Arranged in order of the main substrate, the imaging means, the first main body structural member, the wireless communication means from the back side in the photographing optical axis direction,
A first heat transfer member (371) connected to the imaging means;
A second heat transfer member (372) disposed on the front side of the main substrate;
A third heat transfer member (381) connected to the wireless communication means;
A fourth heat transfer member (376) connected to the second heat transfer member;
A second main body structural member (360) having a metal tripod seat screw portion disposed on the bottom surface of the first main body structural member;
The first heat transfer member is connected to the first body structural member on the back side,
The second heat transfer member is connected to the first main body structural member on the back side on the central processing unit of the main substrate, the recording medium, and the power supply control unit side with respect to the imaging unit,
The third heat transfer member is connected to a hinge portion of the image display device on the wireless communication means side with respect to the imaging means,
The image pickup apparatus, wherein the fourth heat transfer member is connected to the second main body structural member.
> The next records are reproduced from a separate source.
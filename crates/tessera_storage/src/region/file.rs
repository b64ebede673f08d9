use super::{out_of_bounds, remove_file, BackingFile, Region};
use crate::error::{StorageError, StorageResult};
use crate::options::StoreOptions;
use fs2::FileExt;
use parking_lot::Mutex;
use std::fs::{File, OpenOptions};
use std::io::{self, Read, Seek, SeekFrom, Write};
use std::path::{Path, PathBuf};
use std::sync::atomic::{AtomicBool, AtomicU64, Ordering};
use tracing::{debug, warn};

/// A region backed by an ordinary file.
///
/// The file handle lives behind a lock. If the handle is found closed, for
/// instance because a cooperating thread was interrupted mid-operation, the
/// file is reopened under the lock and the operation retried exactly once.
///
/// An exclusive advisory lock is held on the file while it is open, so two
/// processes cannot open the same journal for writing.
#[derive(Debug)]
pub struct FileRegion {
    path: PathBuf,
    file: Mutex<Option<File>>,
    size: AtomicU64,
    created: bool,
    delete_on_close: bool,
    closed: AtomicBool,
    reopens: AtomicU64,
}

impl FileRegion {
    /// Opens (or creates with `len` bytes) the file named by `options`.
    ///
    /// # Errors
    ///
    /// Returns `Locked` if another process holds the file, or an I/O error.
    pub fn open(options: &StoreOptions, len: u64) -> StorageResult<Self> {
        let backing = BackingFile::open(options)?;
        Self::lock(&backing.file, &backing.path)?;
        if backing.created {
            backing.file.set_len(len)?;
        }
        let size = backing.file.metadata()?.len();
        debug!(path = %backing.path.display(), size, created = backing.created, "opened file region");
        Ok(Self {
            path: backing.path,
            file: Mutex::new(Some(backing.file)),
            size: AtomicU64::new(size),
            created: backing.created,
            delete_on_close: backing.delete_on_close,
            closed: AtomicBool::new(false),
            reopens: AtomicU64::new(0),
        })
    }

    fn lock(file: &File, path: &Path) -> StorageResult<()> {
        if file.try_lock_exclusive().is_err() {
            return Err(StorageError::Locked(path.display().to_string()));
        }
        Ok(())
    }

    /// Path of the backing file.
    #[must_use]
    pub fn path(&self) -> &Path {
        &self.path
    }

    /// Drops the file handle without closing the region.
    ///
    /// The next operation reopens the file. This is what a reader observes
    /// when a cooperating writer is interrupted during I/O.
    pub fn close_handle(&self) {
        if self.file.lock().take().is_some() {
            debug!(path = %self.path.display(), "file handle closed");
        }
    }

    /// Number of times the handle was reopened.
    #[must_use]
    pub fn reopen_count(&self) -> u64 {
        self.reopens.load(Ordering::Relaxed)
    }

    fn reopen(&self) -> StorageResult<File> {
        let file = OpenOptions::new().read(true).write(true).open(&self.path)?;
        Self::lock(&file, &self.path)?;
        self.reopens.fetch_add(1, Ordering::Relaxed);
        Ok(file)
    }

    /// Runs `op` against the open handle, reopening and retrying once.
    fn with_file<T>(&self, op: impl Fn(&mut File) -> io::Result<T>) -> StorageResult<T> {
        if self.closed.load(Ordering::Acquire) {
            return Err(StorageError::Closed);
        }
        let mut guard = self.file.lock();
        if let Some(file) = guard.as_mut() {
            return Ok(op(file)?);
        }
        // close() raced us to the handle.
        if self.closed.load(Ordering::Acquire) {
            return Err(StorageError::Closed);
        }

        warn!(path = %self.path.display(), "file handle was closed, reopening");
        let file = guard.insert(self.reopen()?);
        Ok(op(file)?)
    }

    fn check_range(&self, offset: u64, len: usize) -> StorageResult<()> {
        let size = self.size.load(Ordering::Acquire);
        if offset.saturating_add(len as u64) > size {
            return Err(out_of_bounds(offset, len, size));
        }
        Ok(())
    }
}

impl Region for FileRegion {
    fn size(&self) -> u64 {
        self.size.load(Ordering::Acquire)
    }

    fn read_at(&self, offset: u64, buf: &mut [u8]) -> StorageResult<()> {
        self.check_range(offset, buf.len())?;
        let len = buf.len();
        let data = self.with_file(|file| {
            let mut data = vec![0u8; len];
            file.seek(SeekFrom::Start(offset))?;
            file.read_exact(&mut data)?;
            Ok(data)
        })?;
        buf.copy_from_slice(&data);
        Ok(())
    }

    fn write_at(&self, offset: u64, data: &[u8]) -> StorageResult<()> {
        self.check_range(offset, data.len())?;
        self.with_file(|file| {
            file.seek(SeekFrom::Start(offset))?;
            file.write_all(data)
        })
    }

    fn grow(&self, new_len: u64) -> StorageResult<()> {
        if new_len <= self.size() {
            return Ok(());
        }
        self.with_file(|file| file.set_len(new_len))?;
        self.size.store(new_len, Ordering::Release);
        Ok(())
    }

    fn sync(&self, metadata: bool) -> StorageResult<()> {
        self.with_file(|file| {
            file.flush()?;
            if metadata {
                file.sync_all()
            } else {
                file.sync_data()
            }
        })
    }

    fn was_created(&self) -> bool {
        self.created
    }

    fn close(&self) -> StorageResult<()> {
        if self.closed.swap(true, Ordering::AcqRel) {
            return Ok(());
        }
        if let Some(file) = self.file.lock().take() {
            file.sync_all()?;
            let _ = FileExt::unlock(&file);
        }
        Ok(())
    }

    fn destroy(&self) -> StorageResult<()> {
        self.closed.store(true, Ordering::Release);
        self.file.lock().take();
        remove_file(&self.path)
    }
}

impl Drop for FileRegion {
    fn drop(&mut self) {
        if self.delete_on_close && self.path.exists() {
            self.file.get_mut().take();
            let _ = remove_file(&self.path);
        }
    }
}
The imaging device further includes a first metal member (383) connected to the third heat transfer member;
A strap mounting bracket (384),
The first metal member is connected to the second body constituting member and the strap mounting bracket,
The imaging apparatus according to claim 1, wherein the thermal conductivity of the first metal member is smaller than that of the third heat transfer member and the second main body constituting member. The main board has a power supply controller (343) mounted on the grip side,
The imaging apparatus according to claim 1, wherein the first heat transfer member is connected to the first main body structural member on the wireless communication unit side with respect to the imaging unit.